Here are the steps for a caliper change:

1. First, disconnect the sensors and remove the pads using the pad change DIY.

2. Loosen the two hex head bolts that hold the caliper to the wheel hub. I think these require a 10mm hex head socket. I recommend a 1/2" Snap-On socket because the 3/8" ones you get at Sears will sometimes snap when trying to loosen the bolt. You'll also need a big breaker bar to break the bolt loose.

3. Before completely removing the 2 bolts from the wheel hub, remove the 10mm bolt that secures the front brake line to the wheel hub. Note: this step is only required for the front calipers.

4. Have a short bungee handy so that you can hang the caliper from the spring so that the brake line doesn't crimp. Finish removing the 2 hex head bolts and hang the caliper using the bungee.

5. Before removing the brake line from the caliper, you may want to pick up some rubber brake line plugs from the local auto parts store. Plugging the line once you remove it will help minimize the amount of brake fluid you spill on the garage floor.

6. To remove the brake line from the old caliper you need a flare end or line wrench, either 10mm or 11mm, I can't remember which. A flare end wrench is a special type of open end wrench that wraps around 5 sides of the fitting so you don't strip it. Don't cheap out and try to do this with a regular open end wrench. You will surely strip at least one brake line and getting that fixed will cost a lot more than buying the right tool in the first place.
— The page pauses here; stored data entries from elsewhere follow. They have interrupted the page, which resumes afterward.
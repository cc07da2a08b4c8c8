//! Deterministic container names and hostnames for sidecars.
//!
//! Names follow
//! `<chain_id>-<process_name>[-val]-<index>-<sanitized_test_name>`, so every
//! sidecar of a test run gets a distinct name as long as its
//! `(chain_id, process_name, scope, index)` tuple is distinct. Hostnames are
//! the same string when it is already a valid DNS label; otherwise it is
//! normalized and suffixed with a short content hash.

use std::sync::LazyLock;

use regex::Regex;

use crate::sidecar::error::{Result, SidecarError};

/// Longest hostname a container runtime accepts (one DNS label).
pub const MAX_HOSTNAME_LEN: usize = 63;

/// Hex characters of the blake3 digest kept in condensed hostnames.
const HOSTNAME_HASH_LEN: usize = 12;

static TEST_NAME_SEPARATORS: LazyLock<Regex> =
    LazyLock::new(|| Regex::new(r"[^a-z0-9]+").expect("valid regex"));

static HOSTNAME_INVALID: LazyLock<Regex> =
    LazyLock::new(|| Regex::new(r"[^a-z0-9-]+").expect("valid regex"));

static DNS_LABEL: LazyLock<Regex> =
    LazyLock::new(|| Regex::new(r"^[a-z0-9]([a-z0-9-]*[a-z0-9])?$").expect("valid regex"));

/// What a sidecar is attached to.
#[derive(Debug, Clone, Copy, PartialEq, Eq, Hash)]
pub enum SidecarScope {
    /// Shared by the whole chain; `index` disambiguates sidecars with the
    /// same process name.
    Chain { index: usize },
    /// Bound to the validator at `index`.
    Validator { index: usize },
}

impl SidecarScope {
    /// Get the chain or validator index.
    pub fn index(&self) -> usize {
        match self {
            SidecarScope::Chain { index } | SidecarScope::Validator { index } => *index,
        }
    }

    /// Whether the scope is a single validator.
    pub fn is_validator(&self) -> bool {
        matches!(self, SidecarScope::Validator { .. })
    }
}

impl std::fmt::Display for SidecarScope {
    fn fmt(&self, f: &mut std::fmt::Formatter<'_>) -> std::fmt::Result {
        match self {
            SidecarScope::Chain { index } => write!(f, "chain[{index}]"),
            SidecarScope::Validator { index } => write!(f, "validator[{index}]"),
        }
    }
}

/// Reduce a test name to lowercase alphanumerics separated by single dashes.
///
/// `"My Test!!"` becomes `"my-test"` and `"TestChain/sub_case"` becomes
/// `"testchain-sub-case"`. A name with no usable characters maps to `"test"`.
///
/// Case and separator choice are folded away, so `"TestA/b"`, `"TestA_b"` and
/// `"testa-b"` share one sanitized form and their sidecars share names. Test
/// names within one daemon must differ in more than case or punctuation.
pub fn sanitize_test_name(test_name: &str) -> String {
    let lowered = test_name.to_lowercase();
    let dashed = TEST_NAME_SEPARATORS.replace_all(&lowered, "-");
    let trimmed = dashed.trim_matches('-');
    if trimmed.is_empty() {
        "test".to_string()
    } else {
        trimmed.to_string()
    }
}

/// Check that `value` can be embedded in a container name.
///
/// Docker accepts `[a-zA-Z0-9][a-zA-Z0-9_.-]*`.
pub fn validate_component(field: &'static str, value: &str) -> Result<()> {
    let invalid = |reason: &str| SidecarError::InvalidName {
        field,
        value: value.to_string(),
        reason: reason.to_string(),
    };

    let Some(first) = value.chars().next() else {
        return Err(invalid("must not be empty"));
    };
    if !first.is_ascii_alphanumeric() {
        return Err(invalid("must start with a letter or digit"));
    }
    if let Some(bad) = value
        .chars()
        .find(|c| !(c.is_ascii_alphanumeric() || matches!(c, '_' | '.' | '-')))
    {
        return Err(invalid(&format!("contains disallowed character '{bad}'")));
    }
    Ok(())
}

/// Container name for a sidecar.
pub fn container_name(
    chain_id: &str,
    process_name: &str,
    scope: SidecarScope,
    test_name: &str,
) -> String {
    let test = sanitize_test_name(test_name);
    match scope {
        SidecarScope::Validator { index } => {
            format!("{chain_id}-{process_name}-val-{index}-{test}")
        }
        SidecarScope::Chain { index } => format!("{chain_id}-{process_name}-{index}-{test}"),
    }
}

/// Hostname for a container name.
///
/// Names that are already valid DNS labels are returned unchanged. Anything
/// else is lowercased, stripped to `[a-z0-9-]`, cut to fit and suffixed with a
/// hash of the full name, which keeps distinct names distinct.
pub fn hostname(container_name: &str) -> String {
    if container_name.len() <= MAX_HOSTNAME_LEN && DNS_LABEL.is_match(container_name) {
        return container_name.to_string();
    }

    let lowered = container_name.to_lowercase();
    let normalized = HOSTNAME_INVALID.replace_all(&lowered, "-");
    let hash = blake3::hash(container_name.as_bytes()).to_hex();
    let suffix = &hash.as_str()[..HOSTNAME_HASH_LEN];

    // Everything left is ASCII, so byte slicing stays on char boundaries.
    let budget = MAX_HOSTNAME_LEN - HOSTNAME_HASH_LEN - 1;
    let prefix = &normalized[..normalized.len().min(budget)];
    let prefix = prefix.trim_matches('-');

    if prefix.is_empty() {
        suffix.to_string()
    } else {
        format!("{prefix}-{suffix}")
    }
}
7. Loosen the brake line fitting where it connects to the caliper with the flare end wrench.

8. Remove the fitting and plug the end with a rubber plug to keep it from dripping all over.
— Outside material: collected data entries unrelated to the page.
impl SidecarProcess {
    /// Validate `spec` and derive the sidecar's identity.
    pub fn new(spec: SidecarSpec, deps: SidecarDeps) -> Result<Self> {
        naming::validate_component("chain_id", &spec.owner.chain_id)?;
        naming::validate_component("process_name", &spec.process_name)?;
        if !spec.home_dir.starts_with('/') {
            return Err(SidecarError::InvalidName {
                field: "home_dir",
                value: spec.home_dir,
                reason: "must be an absolute path".to_string(),
            });
        }

        let name = naming::container_name(
            &spec.owner.chain_id,
            &spec.process_name,
            spec.scope,
            &spec.owner.test_name,
        );
        let hostname = naming::hostname(&name);
        let volume_name = match spec.volume_name {
            Some(volume) => {
                naming::validate_component("volume_name", &volume)?;
                volume
            }
            None => name.clone(),
        };

        Ok(Self {
            owner: spec.owner,
            process_name: spec.process_name,
            scope: spec.scope,
            pre_start: spec.pre_start,
            image: spec.image,
            ports: spec.ports.iter().map(|p| normalize_port(p)).collect(),
            start_cmd: spec.start_cmd,
            entrypoint: spec.entrypoint,
            env: spec.env,
            home_dir: spec.home_dir,
            volume_name,
            network_id: spec.network_id,
            name,
            hostname,
            deps,
            lifecycle: RwLock::new(Lifecycle {
                state: LifecycleState::Pending,
                started: false,
            }),
        })
    }

    /// Container name, unique within the test run.
    pub fn name(&self) -> &str {
        &self.name
    }

    /// DNS-safe hostname derived from the container name.
    pub fn hostname(&self) -> &str {
        &self.hostname
    }

    /// The chain and test run this sidecar belongs to.
    pub fn owner(&self) -> &OwnerRef {
        &self.owner
    }

    /// Logical process name, shared by every instance of one config.
    pub fn process_name(&self) -> &str {
        &self.process_name
    }

    /// Whether this sidecar serves the chain or one validator.
    pub fn scope(&self) -> SidecarScope {
        self.scope
    }

    /// Chain index or validator index, depending on the scope.
    pub fn index(&self) -> usize {
        self.scope.index()
    }

    /// Whether this sidecar is bound to a validator.
    pub fn is_validator_process(&self) -> bool {
        self.scope.is_validator()
    }

    /// Whether this sidecar must be running before its owner starts.
    pub fn pre_start(&self) -> bool {
        self.pre_start
    }

    /// Image used for the primary container and for exec jobs.
    pub fn image(&self) -> &DockerImage {
        &self.image
    }

    /// Declared ports in `<port>/<proto>` form.
    pub fn ports(&self) -> impl Iterator<Item = &str> {
        self.ports.iter().map(String::as_str)
    }

    /// Named volume holding the home directory.
    pub fn volume_name(&self) -> &str {
        &self.volume_name
    }

    /// Network the containers join. Empty means the daemon default.
    pub fn network_id(&self) -> &str {
        &self.network_id
    }

    /// Where the volume is mounted inside the container.
    pub fn home_dir(&self) -> &str {
        &self.home_dir
    }

    /// Bind specs mounting the sidecar volume at its home directory.
    pub fn bind(&self) -> Vec<String> {
        vec![format!("{}:{}", self.volume_name, self.home_dir)]
    }

    /// Get the last confirmed lifecycle state.
    pub async fn state(&self) -> LifecycleState {
        self.lifecycle.read().await.state
    }

    /// Whether a start has ever been issued. A `true` here does not mean the
    /// container is running; use [`running`](Self::running) for that.
    pub async fn is_started(&self) -> bool {
        self.lifecycle.read().await.started
    }

    fn container_spec(&self) -> ContainerSpec {
        ContainerSpec {
            name: self.name.clone(),
            network_id: self.network_id.clone(),
            image: self.image.clone(),
            ports: self.ports.iter().cloned().collect(),
            hostname: self.hostname.clone(),
            binds: self.bind(),
            cmd: self.start_cmd.clone(),
            entrypoint: self.entrypoint.clone(),
            env: self.env.clone(),
            labels: self.owner.labels(),
        }
    }

    fn invalid(&self, operation: &'static str, state: LifecycleState) -> SidecarError {
        SidecarError::InvalidTransition {
            name: self.name.clone(),
            operation,
            state: state.to_string(),
        }
    }

    /// Allocate the primary container without starting it.
    ///
    /// A second call is forwarded to the engine, which rejects the duplicate
    /// name.
    pub async fn create_container(&self) -> Result<()> {
        let state = self.state().await;
        if state == LifecycleState::Removed {
            return Err(self.invalid("create", state));
        }

        tracing::debug!(
            process_name = %self.process_name,
            test = %self.owner.test_name,
            container = %self.name,
            "Creating sidecar container"
        );
        self.deps
            .engine
            .create_container(&self.container_spec())
            .await?;

        let mut lifecycle = self.lifecycle.write().await;
        if lifecycle.state == LifecycleState::Pending {
            lifecycle.state = LifecycleState::Created;
        }
        Ok(())
    }

    /// Start the primary container. Only one start is ever issued.
    ///
    /// The start latch is set before the engine call, so a failed start still
    /// blocks later attempts through this wrapper.
    pub async fn start_container(&self) -> Result<()> {
        {
            let mut lifecycle = self.lifecycle.write().await;
            if lifecycle.started {
                return Err(SidecarError::AlreadyStarted {
                    name: self.name.clone(),
                });
            }
            if !lifecycle.state.has_container() {
                return Err(self.invalid("start", lifecycle.state));
            }
            lifecycle.started = true;
        }

        if let Err(e) = self.deps.engine.start_container(&self.name).await {
            tracing::warn!(
                process_name = %self.process_name,
                test = %self.owner.test_name,
                "Sidecar {} failed to start, it will not be started again: {}",
                self.name,
                e
            );
            return Err(e.into());
        }

        self.lifecycle.write().await.state = LifecycleState::Started;
        tracing::info!(
            process_name = %self.process_name,
            test = %self.owner.test_name,
            "Started sidecar {}",
            self.name
        );
        Ok(())
    }

    /// Stop the primary container, giving it the configured grace period.
    pub async fn stop_container(&self) -> Result<()> {
        let state = self.state().await;
        if !state.has_container() {
            return Err(self.invalid("stop", state));
        }

        self.deps.engine.stop_container(&self.name).await?;
        self.lifecycle.write().await.state = LifecycleState::Stopped;
        Ok(())
    }

    /// Remove the primary container. The volume is left in place.
    pub async fn remove_container(&self) -> Result<()> {
        let state = self.state().await;
        if !state.has_container() {
            return Err(self.invalid("remove", state));
        }

        self.deps.engine.remove_container(&self.name).await?;
        self.lifecycle.write().await.state = LifecycleState::Removed;
        Ok(())
    }

    /// `Ok(())` if the engine reports the container running.
    pub async fn running(&self) -> Result<()> {
        self.deps.engine.running(&self.name).await?;
        Ok(())
    }

    /// Write `content` to `rel_path` under the home directory.
    pub async fn write_file(&self, content: &[u8], rel_path: &str) -> Result<()> {
        self.deps
            .volumes
            .write_file(&self.volume_name, rel_path, content, self.image.owner_ids())
            .await?;
        Ok(())
    }

    /// Copy a host file to `dst_rel_path` under the home directory.
    pub async fn copy_file(&self, src: impl AsRef<Path>, dst_rel_path: &str) -> Result<()> {
        let src = src.as_ref();
        let content = tokio::fs::read(src)
            .await
            .map_err(|e| SidecarError::CopySource {
                path: src.display().to_string(),
                source: e,
            })?;
        self.write_file(&content, dst_rel_path).await
    }

    /// Read the single file at `rel_path` under the home directory.
    pub async fn read_file(&self, rel_path: &str) -> Result<Vec<u8>> {
        self.deps
            .volumes
            .single_file_content(&self.volume_name, rel_path)
            .await
            .map_err(|e| SidecarError::ReadFailed {
                path: rel_path.to_string(),
                source: e,
            })
    }

    /// Run `command` to completion in a fresh container built from the
    /// sidecar's image, with the sidecar volume mounted.
    pub async fn exec(&self, command: &[String], env: &[String]) -> ExecOutput {
        let options = JobOptions {
            env: env.to_vec(),
            binds: self.bind(),
            entrypoint: self.entrypoint.clone(),
            network_id: self.network_id.clone(),
            name_prefix: naming::sanitize_test_name(&self.owner.test_name),
            labels: self.owner.labels(),
        };

        let output = self.deps.jobs.run(&self.image, command, &options).await;
        ExecOutput {
            stdout: output.stdout,
            stderr: output.stderr,
            exit_code: output.exit_code,
            result: output.result.map_err(SidecarError::from),
        }
    }
}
9. Remove the old caliper.

10. Mount the new caliper on the wheel hub by just starting the 2 hex head bolts. Before inserting the bolts, coat the threads lightly with anti-seize compound. BTW, I think Porsche recommends replacing these bolts when replacing the caliper as they are only designed to be torqued once. I have reused them without problem but I wanted you to know what Porsche recommends.

11. Unplug the brake line and connect it to the new caliper. Tighten the fitting with the flare end wrench to 9 ft lbs, which isn't much. You probably can't get a torque wrench onto the fitting, so just snug it and make sure not to over torque it.

12. Screw the hex head bolts in the rest of the way to the hub and torque them to 63 ft lbs.

13. Reconnect the 10mm bolt that secures the front brake line to the wheel hub. Again, this step is for the front brakes only.

14. Replace the pads and sensors per the DIY.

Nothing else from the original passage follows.